JenniferRM comments on What’s the short timeline plan?

JenniferRM 6 Jan 2025 22:12 UTC
6 points
1
I think you’re overindexing on the phrase “status quo”, underindexing on “industry standard”, and missing a lot of practical microstructure.
Lots of firms or teams across industry have attempted to “EG” implement multi-factor authentication or basic access control mechanisms or secure software development standards or red-team tests. Sony probably had some of that in some of its practices in some of its departments when North Korea 0wned them.
Google does not just “OR them together” and half-ass some of these things. It “ANDs together” reasonably high quality versions of everything. Then every year they anneal the culture a little bit more around small controlled probes of global adequacy.
..
Also, in reading that RAND document, I would like to report another “thonk!” sound!
..
Rand’s author(s) seem to have entirely (like at a conceptual level) left out the possibility that AGI (during a training run or during QA with humans or whatever) would itself “become the attacker” and need to be defended against.
It is like they haven’t even seen Ex Machina, or read A Fire Upon The Deep or Daemon.

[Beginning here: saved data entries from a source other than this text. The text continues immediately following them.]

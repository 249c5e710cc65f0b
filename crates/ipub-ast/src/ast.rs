//! Pandoc document model
//!
//! Mirrors the pandoc JSON API (1.17 series): every node serializes as
//! `{"t": "<Constructor>", "c": <contents>}` so documents round-trip through
//! `pandoc -t json` / `pandoc -f json` unchanged.

use serde::{Deserialize, Serialize};

use crate::meta::Meta;

/// API version stamped on every document this crate writes
pub const API_VERSION: [u32; 4] = [1, 17, 5, 4];

/// A complete pandoc document
#[derive(Debug, Clone, PartialEq, Serialize, Deserialize)]
pub struct Pandoc {
    #[serde(rename = "pandoc-api-version")]
    pub api_version: Vec<u32>,
    pub meta: Meta,
    pub blocks: Vec<Block>,
}

impl Pandoc {
    pub fn new(meta: Meta, blocks: Vec<Block>) -> Self {
        Self {
            api_version: API_VERSION.to_vec(),
            meta,
            blocks,
        }
    }
}

/// Identifier, classes and key/value pairs attached to a node.
///
/// Serialized as pandoc's `[id, [classes], [[key, value]]]` triple.
#[derive(Debug, Clone, PartialEq, Default, Serialize, Deserialize)]
#[serde(from = "AttrRepr", into = "AttrRepr")]
pub struct Attr {
    pub identifier: String,
    pub classes: Vec<String>,
    pub attributes: Vec<(String, String)>,
}

type AttrRepr = (String, Vec<String>, Vec<(String, String)>);

impl From<AttrRepr> for Attr {
    fn from((identifier, classes, attributes): AttrRepr) -> Self {
        Self {
            identifier,
            classes,
            attributes,
        }
    }
}

impl From<Attr> for AttrRepr {
    fn from(attr: Attr) -> Self {
        (attr.identifier, attr.classes, attr.attributes)
    }
}

impl Attr {
    pub fn new(
        identifier: impl Into<String>,
        classes: Vec<String>,
        attributes: Vec<(String, String)>,
    ) -> Self {
        Self {
            identifier: identifier.into(),
            classes,
            attributes,
        }
    }

    pub fn is_empty(&self) -> bool {
        self.identifier.is_empty() && self.classes.is_empty() && self.attributes.is_empty()
    }

    pub fn has_class(&self, class: &str) -> bool {
        self.classes.iter().any(|c| c == class)
    }

    /// Add a class unless it is already present
    pub fn add_class(&mut self, class: impl Into<String>) {
        let class = class.into();
        if !self.has_class(&class) {
            self.classes.push(class);
        }
    }

    pub fn get(&self, key: &str) -> Option<&str> {
        self.attributes
            .iter()
            .find(|(k, _)| k == key)
            .map(|(_, v)| v.as_str())
    }

    /// Set a key, replacing an existing value in place
    pub fn set(&mut self, key: impl Into<String>, value: impl Into<String>) {
        let key = key.into();
        let value = value.into();
        match self.attributes.iter_mut().find(|(k, _)| *k == key) {
            Some(slot) => slot.1 = value,
            None => self.attributes.push((key, value)),
        }
    }

    pub fn remove(&mut self, key: &str) -> Option<String> {
        let pos = self.attributes.iter().position(|(k, _)| k == key)?;
        Some(self.attributes.remove(pos).1)
    }
}

/// Raw content format tag (`latex`, `tex`, `rst`, `html`, ...)
#[derive(Debug, Clone, PartialEq, Eq, Hash, Serialize, Deserialize)]
#[serde(transparent)]
pub struct Format(pub String);

impl Format {
    pub fn new(name: impl Into<String>) -> Self {
        Self(name.into())
    }

    pub fn latex() -> Self {
        Self::new("latex")
    }

    pub fn rst() -> Self {
        Self::new("rst")
    }

    pub fn html() -> Self {
        Self::new("html")
    }

    pub fn as_str(&self) -> &str {
        &self.0
    }

    pub fn is_latex(&self) -> bool {
        matches!(self.0.as_str(), "latex" | "tex")
    }

    pub fn is_html(&self) -> bool {
        matches!(self.0.as_str(), "html" | "html4" | "html5")
    }

    pub fn is_rst(&self) -> bool {
        self.0 == "rst"
    }
}

/// Link or image target: `(url, title)`
pub type Target = (String, String);

/// A table cell is a list of blocks
pub type TableCell = Vec<Block>;

/// Block-level nodes
#[derive(Debug, Clone, PartialEq, Serialize, Deserialize)]
#[serde(tag = "t", content = "c")]
pub enum Block {
    Plain(Vec<Inline>),
    Para(Vec<Inline>),
    LineBlock(Vec<Vec<Inline>>),
    CodeBlock(Attr, String),
    RawBlock(Format, String),
    BlockQuote(Vec<Block>),
    OrderedList(ListAttributes, Vec<Vec<Block>>),
    BulletList(Vec<Vec<Block>>),
    DefinitionList(Vec<(Vec<Inline>, Vec<Vec<Block>>)>),
    Header(i32, Attr, Vec<Inline>),
    HorizontalRule,
    Table(Table),
    Div(Attr, Vec<Block>),
    Null,
}

/// Inline nodes
#[derive(Debug, Clone, PartialEq, Serialize, Deserialize)]
#[serde(tag = "t", content = "c")]
pub enum Inline {
    Str(String),
    Emph(Vec<Inline>),
    Strong(Vec<Inline>),
    Strikeout(Vec<Inline>),
    Superscript(Vec<Inline>),
    Subscript(Vec<Inline>),
    SmallCaps(Vec<Inline>),
    Quoted(QuoteType, Vec<Inline>),
    Cite(Vec<Citation>, Vec<Inline>),
    Code(Attr, String),
    Space,
    SoftBreak,
    LineBreak,
    Math(MathType, String),
    RawInline(Format, String),
    Link(Attr, Vec<Inline>, Target),
    Image(Attr, Vec<Inline>, Target),
    Note(Vec<Block>),
    Span(Attr, Vec<Inline>),
}

/// Simple (1.17-style) table.
///
/// Serialized as `[caption, aligns, widths, head, rows]`.
#[derive(Debug, Clone, PartialEq, Default, Serialize, Deserialize)]
#[serde(from = "TableRepr", into = "TableRepr")]
pub struct Table {
    pub caption: Vec<Inline>,
    pub aligns: Vec<Alignment>,
    /// Relative column widths; all zero when unspecified
    pub widths: Vec<f64>,
    pub head: Vec<TableCell>,
    pub rows: Vec<Vec<TableCell>>,
}

type TableRepr = (
    Vec<Inline>,
    Vec<Alignment>,
    Vec<f64>,
    Vec<TableCell>,
    Vec<Vec<TableCell>>,
);

impl From<TableRepr> for Table {
    fn from((caption, aligns, widths, head, rows): TableRepr) -> Self {
        Self {
            caption,
            aligns,
            widths,
            head,
            rows,
        }
    }
}

impl From<Table> for TableRepr {
    fn from(t: Table) -> Self {
        (t.caption, t.aligns, t.widths, t.head, t.rows)
    }
}

impl Table {
    /// Number of columns, taken from the widest of head and rows
    pub fn columns(&self) -> usize {
        self.rows
            .iter()
            .map(Vec::len)
            .chain(std::iter::once(self.head.len()))
            .chain(std::iter::once(self.aligns.len()))
            .max()
            .unwrap_or(0)
    }

    /// Whether explicit (non-zero) widths were given
    pub fn has_widths(&self) -> bool {
        self.widths.iter().any(|w| *w > 0.0)
    }
}

#[derive(Debug, Clone, Copy, PartialEq, Eq, Serialize, Deserialize)]
#[serde(tag = "t", content = "c")]
pub enum Alignment {
    AlignLeft,
    AlignRight,
    AlignCenter,
    AlignDefault,
}

#[derive(Debug, Clone, Copy, PartialEq, Eq, Serialize, Deserialize)]
#[serde(tag = "t", content = "c")]
pub enum MathType {
    DisplayMath,
    InlineMath,
}

#[derive(Debug, Clone, Copy, PartialEq, Eq, Serialize, Deserialize)]
#[serde(tag = "t", content = "c")]
pub enum QuoteType {
    SingleQuote,
    DoubleQuote,
}

/// `(start, style, delimiter)`
pub type ListAttributes = (i32, ListNumberStyle, ListNumberDelim);

#[derive(Debug, Clone, Copy, PartialEq, Eq, Serialize, Deserialize)]
#[serde(tag = "t", content = "c")]
pub enum ListNumberStyle {
    DefaultStyle,
    Example,
    Decimal,
    LowerRoman,
    UpperRoman,
    LowerAlpha,
    UpperAlpha,
}

#[derive(Debug, Clone, Copy, PartialEq, Eq, Serialize, Deserialize)]
#[serde(tag = "t", content = "c")]
pub enum ListNumberDelim {
    DefaultDelim,
    Period,
    OneParen,
    TwoParens,
}

#[derive(Debug, Clone, Copy, PartialEq, Eq, Serialize, Deserialize)]
#[serde(tag = "t", content = "c")]
pub enum CitationMode {
    AuthorInText,
    SuppressAuthor,
    NormalCitation,
}

/// A single citation inside a `Cite` node
#[derive(Debug, Clone, PartialEq, Serialize, Deserialize)]
#[serde(rename_all = "camelCase")]
pub struct Citation {
    pub citation_id: String,
    pub citation_prefix: Vec<Inline>,
    pub citation_suffix: Vec<Inline>,
    pub citation_mode: CitationMode,
    pub citation_note_num: i32,
    pub citation_hash: i32,
}

impl Citation {
    pub fn new(id: impl Into<String>, mode: CitationMode) -> Self {
        Self {
            citation_id: id.into(),
            citation_prefix: Vec::new(),
            citation_suffix: Vec::new(),
            citation_mode: mode,
            citation_note_num: 0,
            citation_hash: 0,
        }
    }
}

// Helper functions for creating nodes
impl Inline {
    pub fn str(s: impl Into<String>) -> Self {
        Inline::Str(s.into())
    }

    pub fn raw(format: Format, s: impl Into<String>) -> Self {
        Inline::RawInline(format, s.into())
    }

    pub fn span(attr: Attr, content: Vec<Inline>) -> Self {
        Inline::Span(attr, content)
    }

    pub fn inline_math(s: impl Into<String>) -> Self {
        Inline::Math(MathType::InlineMath, s.into())
    }

    pub fn display_math(s: impl Into<String>) -> Self {
        Inline::Math(MathType::DisplayMath, s.into())
    }

    pub fn is_space(&self) -> bool {
        matches!(self, Inline::Space | Inline::SoftBreak | Inline::LineBreak)
    }

    /// Text of a `Str`, if this is one
    pub fn as_str(&self) -> Option<&str> {
        match self {
            Inline::Str(s) => Some(s),
            _ => None,
        }
    }
}

impl Block {
    pub fn para(content: Vec<Inline>) -> Self {
        Block::Para(content)
    }

    pub fn raw(format: Format, s: impl Into<String>) -> Self {
        Block::RawBlock(format, s.into())
    }

    pub fn div(attr: Attr, content: Vec<Block>) -> Self {
        Block::Div(attr, content)
    }

    /// Inline content of a paragraph-like block
    pub fn inlines(&self) -> Option<&[Inline]> {
        match self {
            Block::Para(c) | Block::Plain(c) => Some(c),
            _ => None,
        }
    }
}

#[cfg(test)]
mod tests {
    use super::*;

    #[test]
    fn test_attr_set_replaces_in_place() {
        let mut attr = Attr::new(
            "x",
            vec![],
            vec![("a".into(), "1".into()), ("b".into(), "2".into())],
        );
        attr.set("a", "3");
        assert_eq!(attr.get("a"), Some("3"));
        assert_eq!(attr.attributes[0].0, "a");
        attr.set("c", "4");
        assert_eq!(attr.attributes.len(), 3);
        assert_eq!(attr.remove("b"), Some("2".to_string()));
        assert_eq!(attr.get("b"), None);
    }

    #[test]
    fn test_add_class_dedups() {
        let mut attr = Attr::default();
        attr.add_class("a");
        attr.add_class("a");
        assert_eq!(attr.classes, vec!["a".to_string()]);
        assert!(attr.has_class("a"));
    }

    #[test]
    fn test_format_aliases() {
        assert!(Format::new("tex").is_latex());
        assert!(Format::new("html5").is_html());
        assert!(!Format::rst().is_latex());
    }

    #[test]
    fn test_table_columns() {
        let table = Table {
            head: vec![vec![], vec![]],
            rows: vec![vec![vec![], vec![], vec![]]],
            ..Default::default()
        };
        assert_eq!(table.columns(), 3);
        assert!(!table.has_widths());
    }
}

You don’t just have to keep bad guys OUT, you have to keep “the possible bad guy that was just created by a poorly understood daemon summoning process” IN, and that perspective doesn’t appear anywhere in any of the RAND document that I can see.
No results when I ^f for [demon], [summon], [hypno], [subvert], [pervert], [escape].
((“Subvert” was used once, but it was in a basic bitch paragraph like this (bold in original):
Most access control systems are either software systems or have significant software components. In addition to the more specialized ways of undermining such systems described above, an attacker could undermine them by finding code vulnerabilities and then subverting their behavior (without actually dealing with their cryptographic or core functionality at all). A major category of code vulnerabilities that undermine access control systems on a regular basis are privilege escalation vulnerabilities.
Duh.
))
The best thing in that RAND document is [infected] which occurs twice <3
Page 54 (bold not in original):
PyTorch’s prerelease Linux packages, PyTorch-nightly, were compromised via a malicious binary on PyPi.122 The torchtriton dependency in the PyTorch-nightly build was replaced with a malicious package, leading to the extraction of sensitive data from infected systems.
Page 61 (bold not in original, footnote not a link in the original):
Agent.btz, the malware that infected the U.S. Department of Defense in 2008 and led to the creation of U.S. Cyber Command, came from a USB device that was found in a parking lot on a base in the Middle East.164
“Infection” is a really good metaphor and word for bringing extreme rigor to the tracing of actual causal processes, because it gets at the idea of “programs” (viral or microbial or fungal or whatever genomes (or genome products) spreading via arbitrary physical transmission methods). This is a pretty darn correct frame! :-)
Ever since covid I’ve been beating the drum for BSL5 to handle scary diseases by assuming that the real danger is NOT that “a known disease brought into a lab to be studied there merely infects a scientist (or everyone inside the facility for that matter)”, but that someone inside the BSL5 gets infected with something new that would never naturally evolve and then uses creativity to escape the BSL5 while infected and then that causes a pandemic.
Currently the BSL system only goes up to 4, and all incremental increases in caution and safety are related to the protection of the lab worker from what they are working with more and more and more, while assuming good faith by the site administrator, and the security guards at the exit gate (which may or may not be distinct from the entry gate) who might also get infected, and so on.
I want a Bio-SL5 standard to exist in biology, and I want all GoF research restricted by an international treaty that ensures that the GoF only happens inside BSL5 facilities.
Similarly, I also think humanity also needs an analogous “CompSci-SL5 standard” that imagines the entire computing facility (data center plus programmers plus janitors who have physical access and so on plus all the managers of everyone working inside the CSSL5 campus) is subverted by a nascent superintelligence and then used by that nascent superintelligence to try to subvert all of Earth.
There is no hint of anything at all like this as part of the threat modeling in the RAND report.
Also, if Google had such a thing back when I worked there, I didn’t hear about it. (Then again, maybe the existence of it would have been kept secret?)